Run this commands in your terminal (conda activate first) or Anaconda terminal:

  • pip install librosa textgrid torchsummary ffmpeg-python pocketsphinx fastprogress chardet PyAudio clang pgvector hdbscan initdb speechbrain
  • pip install --upgrade google-cloud-texttospeech
  • pip install --only-binary :all: pynini or conda install conda-forge::pynini
  • conda install -c conda-forge kalpy
  • pip install montreal-forced-aligner
  • conda install -c conda-forge sox
  • pip3 install torch torchvision torchaudio --index-url https://download.pytorch.org/whl/cpu (Installing PyTorch with CPU, complete instructions on https://pytorch.org/get-started/locally/ - you can use GPU acceleration).
  • pip install ffmpeg onnx tensorflow numpy onnx_tf tensorflow_probability ipython

Install PostgreSQL from https://www.enterprisedb.com/downloads/postgres-postgresql-downloads When the installation is finished, add PostgreSQL to the System Path:

In Windows:

  1. Open the Windows Control Panel.
  2. Click on "System and Security".
  3. Select "System".
  4. In the "Advanced system settings" window, click on the "Environment Variables" button under the "Advanced" tab.
  5. In the "System variables" section, look for the "Path" variable and click "Edit...".
  6. Add the path to the PostgreSQL directory to the end of the list. For example, the path might be something like "C:\Program Files\PostgreSQL\version\bin" (replace "version" with the version of PostgreSQL you installed).
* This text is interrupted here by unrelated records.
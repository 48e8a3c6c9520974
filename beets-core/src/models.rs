//! Wire types for the beets backend API
//!
//! beets leaves most columns empty for badly tagged files, so nearly every
//! field is optional. Zero years/tracks/bitrates mean "unknown" in beets and
//! are treated the same as missing by the render code.

use serde::{Deserialize, Serialize};

/// One track as returned by `/api/library`, `/api/search` and `/api/item/{id}`
#[derive(Debug, Clone, Default, PartialEq, Deserialize)]
pub struct LibraryItem {
    pub id: i64,
    #[serde(default)]
    pub title: Option<String>,
    #[serde(default)]
    pub artist: Option<String>,
    #[serde(default)]
    pub album: Option<String>,
    #[serde(default)]
    pub albumartist: Option<String>,
    #[serde(default)]
    pub year: Option<i32>,
    #[serde(default)]
    pub track: Option<i32>,
    #[serde(default)]
    pub genre: Option<String>,
    /// Length in seconds
    #[serde(default)]
    pub length: Option<f64>,
    /// `m:ss`, precomputed by the backend when the length is known
    #[serde(default)]
    pub length_formatted: Option<String>,
    #[serde(default)]
    pub format: Option<String>,
    /// Bits per second
    #[serde(default)]
    pub bitrate: Option<i64>,
    #[serde(default)]
    pub path: Option<String>,
}

/// `/api/library` response
#[derive(Debug, Clone, Default, PartialEq, Deserialize)]
pub struct LibraryPage {
    #[serde(default)]
    pub items: Vec<LibraryItem>,
    #[serde(default)]
    pub total: u64,
}

#[derive(Debug, Deserialize)]
pub(crate) struct SearchResponse {
    #[serde(default)]
    pub results: Vec<LibraryItem>,
}

#[derive(Debug, Deserialize)]
pub(crate) struct ArtistsResponse {
    #[serde(default)]
    pub artists: Vec<Option<String>>,
}

/// One distinct album of an artist, from `/api/albums`
#[derive(Debug, Clone, Default, PartialEq, Deserialize)]
pub struct AlbumSummary {
    #[serde(default)]
    pub album: Option<String>,
    #[serde(default)]
    pub artist: Option<String>,
    #[serde(default)]
    pub albumartist: Option<String>,
    #[serde(default)]
    pub year: Option<i32>,
}

#[derive(Debug, Deserialize)]
pub(crate) struct AlbumsResponse {
    #[serde(default)]
    pub albums: Vec<AlbumSummary>,
}

#[derive(Debug, Deserialize)]
pub(crate) struct AlbumArtResponse {
    #[serde(rename = "albumArt", default)]
    pub album_art: Option<String>,
}

/// Outcome of a `beet` invocation (command console or import)
///
/// `success` is the logical result; the HTTP request itself succeeded.
#[derive(Debug, Clone, Default, PartialEq, Deserialize)]
pub struct RunOutcome {
    #[serde(default)]
    pub success: bool,
    #[serde(default)]
    pub stdout: Option<String>,
    #[serde(default)]
    pub stderr: Option<String>,
    #[serde(default)]
    pub returncode: Option<i32>,
    /// Set instead of stdout/stderr when the backend refused to run beets
    /// (e.g. an import path that does not exist)
    #[serde(default)]
    pub message: Option<String>,
}

#[derive(Debug, Deserialize)]
pub(crate) struct RunResponse {
    pub result: RunOutcome,
}

#[derive(Debug, Serialize)]
pub(crate) struct CommandRequest<'a> {
    pub command: &'a str,
}

#[derive(Debug, Serialize)]
pub(crate) struct ImportRequest<'a> {
    pub path: &'a str,
}

/// How the backend reaches beets
#[derive(Debug, Clone, PartialEq, Eq)]
pub enum ConnectionMode {
    Local,
    Remote { host: Option<String> },
}

#[derive(Debug, Deserialize)]
pub(crate) struct ConnectionModeResponse {
    pub mode: String,
    #[serde(default)]
    pub remote_config: Option<RemoteConfig>,
}

#[derive(Debug, Deserialize)]
pub(crate) struct RemoteConfig {
    #[serde(default)]
    pub host: Option<String>,
}

impl From<ConnectionModeResponse> for ConnectionMode {
    fn from(response: ConnectionModeResponse) -> Self {
        if response.mode == "local" {
            ConnectionMode::Local
        } else {
            ConnectionMode::Remote {
                host: response
                    .remote_config
                    .and_then(|c| c.host)
                    .filter(|h| !h.is_empty()),
            }
        }
    }
}

/// Installation health from `/api/beets/check_paths`
#[derive(Debug, Clone, Default, PartialEq, Deserialize)]
pub struct ConfigHealth {
    #[serde(default)]
    pub beets_installed: bool,
    #[serde(default)]
    pub config_exists: bool,
    #[serde(default)]
    pub db_exists: bool,
    #[serde(default)]
    pub config_path: Option<String>,
    #[serde(default)]
    pub db_path: Option<String>,
}

/// Reply of the database reset / initialize endpoints
#[derive(Debug, Clone, Default, PartialEq, Deserialize)]
pub struct MaintenanceOutcome {
    #[serde(default)]
    pub success: bool,
    #[serde(default)]
    pub message: Option<String>,
}

/// Error body the backend sends with non-2xx statuses
#[derive(Debug, Deserialize)]
pub(crate) struct ErrorBody {
    pub error: String,
}

#[cfg(test)]
mod tests {
    use super::*;

    #[test]
    fn library_item_tolerates_missing_and_null_fields() {
        let item: LibraryItem =
            serde_json::from_str(r#"{"id": 7, "title": null, "artist": "Low"}"#).unwrap();
        assert_eq!(item.id, 7);
        assert_eq!(item.title, None);
        assert_eq!(item.artist.as_deref(), Some("Low"));
        assert_eq!(item.bitrate, None);
    }

    #[test]
    fn run_outcome_from_refused_import() {
        let response: RunResponse = serde_json::from_str(
            r#"{"result": {"success": false, "message": "Path does not exist: /nope"}}"#,
        )
        .unwrap();
        assert!(!response.result.success);
        assert_eq!(response.result.stdout, None);
        assert_eq!(
            response.result.message.as_deref(),
            Some("Path does not exist: /nope")
        );
    }

    #[test]
    fn connection_mode_conversion() {
        let local: ConnectionModeResponse = serde_json::from_str(r#"{"mode": "local"}"#).unwrap();
        assert_eq!(ConnectionMode::from(local), ConnectionMode::Local);

        let remote: ConnectionModeResponse =
            serde_json::from_str(r#"{"mode": "remote", "remote_config": {"host": "nas"}}"#)
                .unwrap();
        assert_eq!(
            ConnectionMode::from(remote),
            ConnectionMode::Remote {
                host: Some("nas".into())
            }
        );

        let bare: ConnectionModeResponse = serde_json::from_str(r#"{"mode": "remote"}"#).unwrap();
        assert_eq!(
            ConnectionMode::from(bare),
            ConnectionMode::Remote { host: None }
        );
    }
}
When finished, close the terminal and reopen it to apply the changes.

4. Download aligner model

We will use Montreal Forced Aligner to align the audio files from the Mozilla Common Voice dataset. Follow these steps:

  1. Search for an Acoustic model for your model's target language here: https://mfa-models.readthedocs.io/en/latest/acoustic/index.html
  2. On the Acoustic model details page, in the Installation section, click "download from the release page".
  3. At the bottom of the page on Github, in the Assets section, click on the zip file (the first one in the list) to download it.
  4. Return to the Acoustic model page, and in the Pronunciation dictionaries section, click on the first one in the list.
  5. On the Pronunciation dictionary details page, in the Installation section, click "download from the release page".
  6. At the bottom of the page on Github, in the Assets section, click on the dict file (the first one in the list) to download it.
  7. Copy the two downloaded files to the mfa folder within the directory where you cloned the repository.

5. Edit config file

Edit your_config.json file:

  • "common_voice_datapath" is the path, relative to the root directory, where the downloaded Mozilla Common Voice files are located. Example: "common_voice_datapath": "corpus/cv-corpus-15.0-2023-09-08/en/"
  • "wake_words" is the list of words that your model will learn to recognize.
  • "google_credentials_file" is the path, relative to the root directory, where your Google Cloud acccess credentials file is located. You can learn how to get your account credentials JSON file in this help article: https://cloud.google.com/iam/docs/keys-create-delete#creating . You can paste the credentials file in the root directory where you cloned the repository.
  • "mfa_DICTIONARY_PATH" is the path, relative to the root directory, where your downloaded Montreal Forced Aligner Pronunciation dictionary file is located.
  • "mfa_ACOUSTIC_MODEL_PATH" is the path, relative to the root directory, where your downloaded Montreal Forced Aligner Acoustic model file is located.
  • "dataset_language" is the ISO 639-1 code of the target language. Example: "en"
  • "window_size_ms" is the number of milliseconds of the model's listening time window.
  • "train_epochs" is the number of epochs for which the model will be trained.
  • "add_vanilla_noise_to_negative_dataset" determines whether to add the base noise to the negative dataset.
  • "voices_generation_with_google" determines whether or not to generate synthetic voices with Google Cloud.
  • "custom_dataset_path" (string or empty string) the path to the directory of your custom dataset. You can get more information in the "Custom datasets" section.
  • "tts_generated_clips" config of clips generation with the Google Cloud Text-to-Speech API.
    • "rate" Speed ​​range of the voices of the generated audios (start, stop and step for np.arange). Min 0.25, max 4.0.
    • "pitch" Pitch ​​range of the voices of the generated audios (start, stop and step for np.arange). Min -20.0, max 20.0.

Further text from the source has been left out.